=== Section Start ===

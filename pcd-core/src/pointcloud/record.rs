use byteorder::{ByteOrder as _, LittleEndian};
use serde::Serialize;

use super::layout::{ExtraKind, RecordLayout};

/// 16-bit color channels. `nir` is only stored by layouts 8 and 10.
#[derive(Debug, Clone, Copy, PartialEq, Eq, Default, Serialize)]
pub struct Color {
    pub r: u16,
    pub g: u16,
    pub b: u16,
    pub nir: u16,
}

impl Color {
    pub fn new(r: u16, g: u16, b: u16) -> Self {
        Self { r, g, b, nir: 0 }
    }
}

/// Classification flag bits in their extended-layout positions.
#[derive(Debug, Clone, Copy, PartialEq, Eq, Default, Serialize)]
pub struct ClassificationFlags(pub u8);

impl ClassificationFlags {
    pub const SYNTHETIC: u8 = 0b0001;
    pub const KEY_POINT: u8 = 0b0010;
    pub const WITHHELD: u8 = 0b0100;
    pub const OVERLAP: u8 = 0b1000;

    pub fn contains(&self, flag: u8) -> bool {
        self.0 & flag == flag
    }
}

/// Waveform packet descriptor carried by layouts 4, 5, 9 and 10.
#[derive(Debug, Clone, Copy, PartialEq, Default, Serialize)]
pub struct WavePacket {
    pub descriptor_index: u8,
    pub byte_offset: u64,
    pub packet_size: u32,
    pub return_point_location: f32,
    pub dx: f32,
    pub dy: f32,
    pub dz: f32,
}

/// One decoded point. Coordinates are the stored integers; the real-world
/// value is `x * scale + offset` using the header's scale and offset.
#[derive(Debug, Clone, PartialEq, Default, Serialize)]
pub struct PointRecord {
    pub x: i32,
    pub y: i32,
    pub z: i32,
    pub intensity: u16,
    pub return_number: u8,
    pub return_count: u8,
    pub scan_direction: bool,
    pub edge_of_flight_line: bool,
    pub classification: u8,
    pub classification_flags: ClassificationFlags,
    pub scanner_channel: u8,
    pub user_data: u8,
    /// Legacy layouts store a whole-degree rank (−90..90), extended
    /// layouts 0.006° increments.
    pub scan_angle: i16,
    pub point_source_id: u16,
    pub gps_time: Option<f64>,
    pub color: Option<Color>,
    pub wave_packet: Option<WavePacket>,
    pub extra_bytes: Vec<u8>,
}

impl PointRecord {
    /// Reads the extra attribute `name` as a number. Raw attributes have no
    /// numeric reading.
    pub fn extra_value(&self, layout: &RecordLayout, name: &str) -> Option<f64> {
        let (offset, attribute) = layout.extra_attribute(name)?;
        let bytes = self
            .extra_bytes
            .get(offset..offset + attribute.byte_width as usize)?;
        Some(match attribute.kind {
            ExtraKind::Raw => return None,
            ExtraKind::U8 => bytes[0] as f64,
            ExtraKind::I8 => bytes[0] as i8 as f64,
            ExtraKind::U16 => LittleEndian::read_u16(bytes) as f64,
            ExtraKind::I16 => LittleEndian::read_i16(bytes) as f64,
            ExtraKind::U32 => LittleEndian::read_u32(bytes) as f64,
            ExtraKind::I32 => LittleEndian::read_i32(bytes) as f64,
            ExtraKind::U64 => LittleEndian::read_u64(bytes) as f64,
            ExtraKind::I64 => LittleEndian::read_i64(bytes) as f64,
            ExtraKind::F32 => LittleEndian::read_f32(bytes) as f64,
            ExtraKind::F64 => LittleEndian::read_f64(bytes),
        })
    }
}

#[cfg(test)]
mod tests {
    use super::*;
    use crate::pointcloud::layout::ExtraAttribute;

    #[test]
    fn classification_flags() {
        let flags = ClassificationFlags(ClassificationFlags::SYNTHETIC | ClassificationFlags::OVERLAP);
        assert!(flags.contains(ClassificationFlags::SYNTHETIC));
        assert!(flags.contains(ClassificationFlags::OVERLAP));
        assert!(!flags.contains(ClassificationFlags::WITHHELD));
    }

    #[test]
    fn extra_values_by_name() {
        let layout = RecordLayout::new(0)
            .unwrap()
            .with_extra_attributes(vec![
                ExtraAttribute::new("gain", ExtraKind::I16),
                ExtraAttribute::new("range", ExtraKind::F32),
                ExtraAttribute::raw("opaque", 2),
            ])
            .unwrap();
        let mut extra_bytes = Vec::new();
        extra_bytes.extend_from_slice(&(-7i16).to_le_bytes());
        extra_bytes.extend_from_slice(&12.5f32.to_le_bytes());
        extra_bytes.extend_from_slice(&[1, 2]);
        let record = PointRecord {
            extra_bytes,
            ..Default::default()
        };

        assert_eq!(record.extra_value(&layout, "gain"), Some(-7.0));
        assert_eq!(record.extra_value(&layout, "range"), Some(12.5));
        assert_eq!(record.extra_value(&layout, "opaque"), None);
        assert_eq!(record.extra_value(&layout, "missing"), None);
    }
}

=== Section End ===

Print all the lines exactly as they occur in the listing.

filename pcd-core/src/pointcloud/record.rs
use byteorder::{ByteOrder as _, LittleEndian};
use serde::Serialize;

use super::layout::{ExtraKind, RecordLayout};

/// 16-bit color channels. `nir` is only stored by layouts 8 and 10.
#[derive(Debug, Clone, Copy, PartialEq, Eq, Default, Serialize)]
pub struct Color {
    pub r: u16,
    pub g: u16,
    pub b: u16,
    pub nir: u16,
}

impl Color {
    pub fn new(r: u16, g: u16, b: u16) -> Self {
        Self { r, g, b, nir: 0 }
    }
}

/// Classification flag bits in their extended-layout positions.
#[derive(Debug, Clone, Copy, PartialEq, Eq, Default, Serialize)]
pub struct ClassificationFlags(pub u8);

impl ClassificationFlags {
    pub const SYNTHETIC: u8 = 0b0001;
    pub const KEY_POINT: u8 = 0b0010;
    pub const WITHHELD: u8 = 0b0100;
    pub const OVERLAP: u8 = 0b1000;

    pub fn contains(&self, flag: u8) -> bool {
        self.0 & flag == flag
    }
}

/// Waveform packet descriptor carried by layouts 4, 5, 9 and 10.
#[derive(Debug, Clone, Copy, PartialEq, Default, Serialize)]
pub struct WavePacket {
    pub descriptor_index: u8,
    pub byte_offset: u64,
    pub packet_size: u32,
    pub return_point_location: f32,
    pub dx: f32,
    pub dy: f32,
    pub dz: f32,
}

/// One decoded point. Coordinates are the stored integers; the real-world
/// value is `x * scale + offset` using the header's scale and offset.
#[derive(Debug, Clone, PartialEq, Default, Serialize)]
pub struct PointRecord {
    pub x: i32,
    pub y: i32,
    pub z: i32,
    pub intensity: u16,
    pub return_number: u8,
    pub return_count: u8,
    pub scan_direction: bool,
    pub edge_of_flight_line: bool,
    pub classification: u8,
    pub classification_flags: ClassificationFlags,
    pub scanner_channel: u8,
    pub user_data: u8,
    /// Legacy layouts store a whole-degree rank (−90..90), extended
    /// layouts 0.006° increments.
    pub scan_angle: i16,
    pub point_source_id: u16,
    pub gps_time: Option<f64>,
    pub color: Option<Color>,
    pub wave_packet: Option<WavePacket>,
    pub extra_bytes: Vec<u8>,
}

impl PointRecord {
    /// Reads the extra attribute `name` as a number. Raw attributes have no
    /// numeric reading.
    pub fn extra_value(&self, layout: &RecordLayout, name: &str) -> Option<f64> {
        let (offset, attribute) = layout.extra_attribute(name)?;
        let bytes = self
            .extra_bytes
            .get(offset..offset + attribute.byte_width as usize)?;
        Some(match attribute.kind {
            ExtraKind::Raw => return None,
            ExtraKind::U8 => bytes[0] as f64,
            ExtraKind::I8 => bytes[0] as i8 as f64,
            ExtraKind::U16 => LittleEndian::read_u16(bytes) as f64,
            ExtraKind::I16 => LittleEndian::read_i16(bytes) as f64,
            ExtraKind::U32 => LittleEndian::read_u32(bytes) as f64,
            ExtraKind::I32 => LittleEndian::read_i32(bytes) as f64,
            ExtraKind::U64 => LittleEndian::read_u64(bytes) as f64,
            ExtraKind::I64 => LittleEndian::read_i64(bytes) as f64,
            ExtraKind::F32 => LittleEndian::read_f32(bytes) as f64,
            ExtraKind::F64 => LittleEndian::read_f64(bytes),
        })
    }
}

#[cfg(test)]
mod tests {
    use super::*;
    use crate::pointcloud::layout::ExtraAttribute;

    #[test]
    fn classification_flags() {
        let flags = ClassificationFlags(ClassificationFlags::SYNTHETIC | ClassificationFlags::OVERLAP);
        assert!(flags.contains(ClassificationFlags::SYNTHETIC));
        assert!(flags.contains(ClassificationFlags::OVERLAP));
        assert!(!flags.contains(ClassificationFlags::WITHHELD));
    }

    #[test]
    fn extra_values_by_name() {
        let layout = RecordLayout::new(0)
            .unwrap()
            .with_extra_attributes(vec![
                ExtraAttribute::new("gain", ExtraKind::I16),
                ExtraAttribute::new("range", ExtraKind::F32),
                ExtraAttribute::raw("opaque", 2),
            ])
            .unwrap();
        let mut extra_bytes = Vec::new();
        extra_bytes.extend_from_slice(&(-7i16).to_le_bytes());
        extra_bytes.extend_from_slice(&12.5f32.to_le_bytes());
        extra_bytes.extend_from_slice(&[1, 2]);
        let record = PointRecord {
            extra_bytes,
            ..Default::default()
        };

        assert_eq!(record.extra_value(&layout, "gain"), Some(-7.0));
        assert_eq!(record.extra_value(&layout, "range"), Some(12.5));
        assert_eq!(record.extra_value(&layout, "opaque"), None);
        assert_eq!(record.extra_value(&layout, "missing"), None);
    }
}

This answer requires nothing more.